What you will do
Starting at the first line of the records below, transcribe each line exactly, ending with the line that contains "game responds to".

Records contained in a dataset
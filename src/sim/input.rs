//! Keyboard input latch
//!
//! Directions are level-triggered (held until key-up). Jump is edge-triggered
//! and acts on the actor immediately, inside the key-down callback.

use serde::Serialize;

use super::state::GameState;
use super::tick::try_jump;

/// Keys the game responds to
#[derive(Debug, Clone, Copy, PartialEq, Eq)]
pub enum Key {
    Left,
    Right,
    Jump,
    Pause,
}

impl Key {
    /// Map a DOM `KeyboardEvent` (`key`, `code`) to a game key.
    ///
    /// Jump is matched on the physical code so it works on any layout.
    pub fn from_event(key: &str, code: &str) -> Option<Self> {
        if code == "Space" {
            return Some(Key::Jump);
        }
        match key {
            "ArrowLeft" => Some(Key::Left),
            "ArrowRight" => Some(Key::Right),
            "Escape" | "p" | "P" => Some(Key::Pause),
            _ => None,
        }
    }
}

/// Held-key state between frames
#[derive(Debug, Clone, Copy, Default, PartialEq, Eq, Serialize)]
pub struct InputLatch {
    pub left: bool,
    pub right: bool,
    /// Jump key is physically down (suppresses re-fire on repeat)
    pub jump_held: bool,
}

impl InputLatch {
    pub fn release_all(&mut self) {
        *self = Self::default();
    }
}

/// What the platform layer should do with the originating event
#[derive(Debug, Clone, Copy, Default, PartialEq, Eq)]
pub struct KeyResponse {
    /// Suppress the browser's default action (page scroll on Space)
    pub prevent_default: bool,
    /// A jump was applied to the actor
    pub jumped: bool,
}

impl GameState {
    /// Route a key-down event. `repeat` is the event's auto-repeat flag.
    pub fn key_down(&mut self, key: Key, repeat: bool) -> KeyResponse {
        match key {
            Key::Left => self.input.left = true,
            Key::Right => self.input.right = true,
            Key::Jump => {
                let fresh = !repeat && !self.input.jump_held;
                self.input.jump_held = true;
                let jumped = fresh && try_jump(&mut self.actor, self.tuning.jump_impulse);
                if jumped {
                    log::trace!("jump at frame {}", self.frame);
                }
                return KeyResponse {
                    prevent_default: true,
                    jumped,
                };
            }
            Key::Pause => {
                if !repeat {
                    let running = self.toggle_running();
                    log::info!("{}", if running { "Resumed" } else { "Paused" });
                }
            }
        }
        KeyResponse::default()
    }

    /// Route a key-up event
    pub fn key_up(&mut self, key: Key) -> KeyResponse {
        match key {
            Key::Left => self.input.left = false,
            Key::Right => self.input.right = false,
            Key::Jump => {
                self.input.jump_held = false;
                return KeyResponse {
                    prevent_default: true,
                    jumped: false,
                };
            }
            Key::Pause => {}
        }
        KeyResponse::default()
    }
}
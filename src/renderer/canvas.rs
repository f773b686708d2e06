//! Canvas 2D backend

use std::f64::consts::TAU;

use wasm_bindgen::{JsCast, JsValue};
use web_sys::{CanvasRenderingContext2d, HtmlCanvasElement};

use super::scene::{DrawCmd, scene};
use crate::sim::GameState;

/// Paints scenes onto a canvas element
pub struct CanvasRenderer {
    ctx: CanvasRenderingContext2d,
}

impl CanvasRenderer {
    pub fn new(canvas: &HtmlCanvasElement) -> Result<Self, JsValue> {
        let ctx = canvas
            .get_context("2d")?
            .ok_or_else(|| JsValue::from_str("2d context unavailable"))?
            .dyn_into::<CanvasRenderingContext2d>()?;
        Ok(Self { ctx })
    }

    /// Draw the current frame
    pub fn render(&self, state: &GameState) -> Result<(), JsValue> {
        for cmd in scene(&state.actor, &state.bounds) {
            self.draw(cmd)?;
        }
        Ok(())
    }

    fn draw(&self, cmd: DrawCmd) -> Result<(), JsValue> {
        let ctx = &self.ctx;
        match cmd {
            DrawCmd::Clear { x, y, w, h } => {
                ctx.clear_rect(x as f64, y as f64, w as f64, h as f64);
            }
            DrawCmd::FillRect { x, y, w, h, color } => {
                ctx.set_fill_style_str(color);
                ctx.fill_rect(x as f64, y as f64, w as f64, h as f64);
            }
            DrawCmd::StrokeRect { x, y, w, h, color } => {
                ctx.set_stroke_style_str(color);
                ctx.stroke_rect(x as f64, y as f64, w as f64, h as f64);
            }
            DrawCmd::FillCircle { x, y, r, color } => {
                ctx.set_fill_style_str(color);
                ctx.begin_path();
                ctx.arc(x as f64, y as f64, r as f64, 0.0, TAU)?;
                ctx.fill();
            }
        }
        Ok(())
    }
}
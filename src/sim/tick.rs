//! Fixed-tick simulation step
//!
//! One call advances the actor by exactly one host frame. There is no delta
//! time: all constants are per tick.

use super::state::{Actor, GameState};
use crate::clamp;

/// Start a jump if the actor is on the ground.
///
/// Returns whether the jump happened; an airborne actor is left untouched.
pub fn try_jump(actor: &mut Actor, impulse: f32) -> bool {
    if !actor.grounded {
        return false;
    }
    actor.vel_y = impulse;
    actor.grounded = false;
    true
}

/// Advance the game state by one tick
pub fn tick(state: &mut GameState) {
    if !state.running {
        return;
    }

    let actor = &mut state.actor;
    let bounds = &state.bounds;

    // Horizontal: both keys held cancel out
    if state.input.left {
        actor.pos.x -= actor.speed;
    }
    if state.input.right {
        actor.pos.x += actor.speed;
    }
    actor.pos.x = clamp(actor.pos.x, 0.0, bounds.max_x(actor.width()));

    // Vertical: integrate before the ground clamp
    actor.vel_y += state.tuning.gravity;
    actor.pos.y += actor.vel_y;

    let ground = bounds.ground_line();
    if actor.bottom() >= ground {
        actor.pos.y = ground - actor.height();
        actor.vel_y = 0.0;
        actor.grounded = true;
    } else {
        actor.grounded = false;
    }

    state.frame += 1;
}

Your solution
filename src/sim/input.rs
//! Keyboard input latch
//!
//! Directions are level-triggered (held until key-up). Jump is edge-triggered
//! and acts on the actor immediately, inside the key-down callback.

use serde::Serialize;

use super::state::GameState;
use super::tick::try_jump;

/// Keys the game responds to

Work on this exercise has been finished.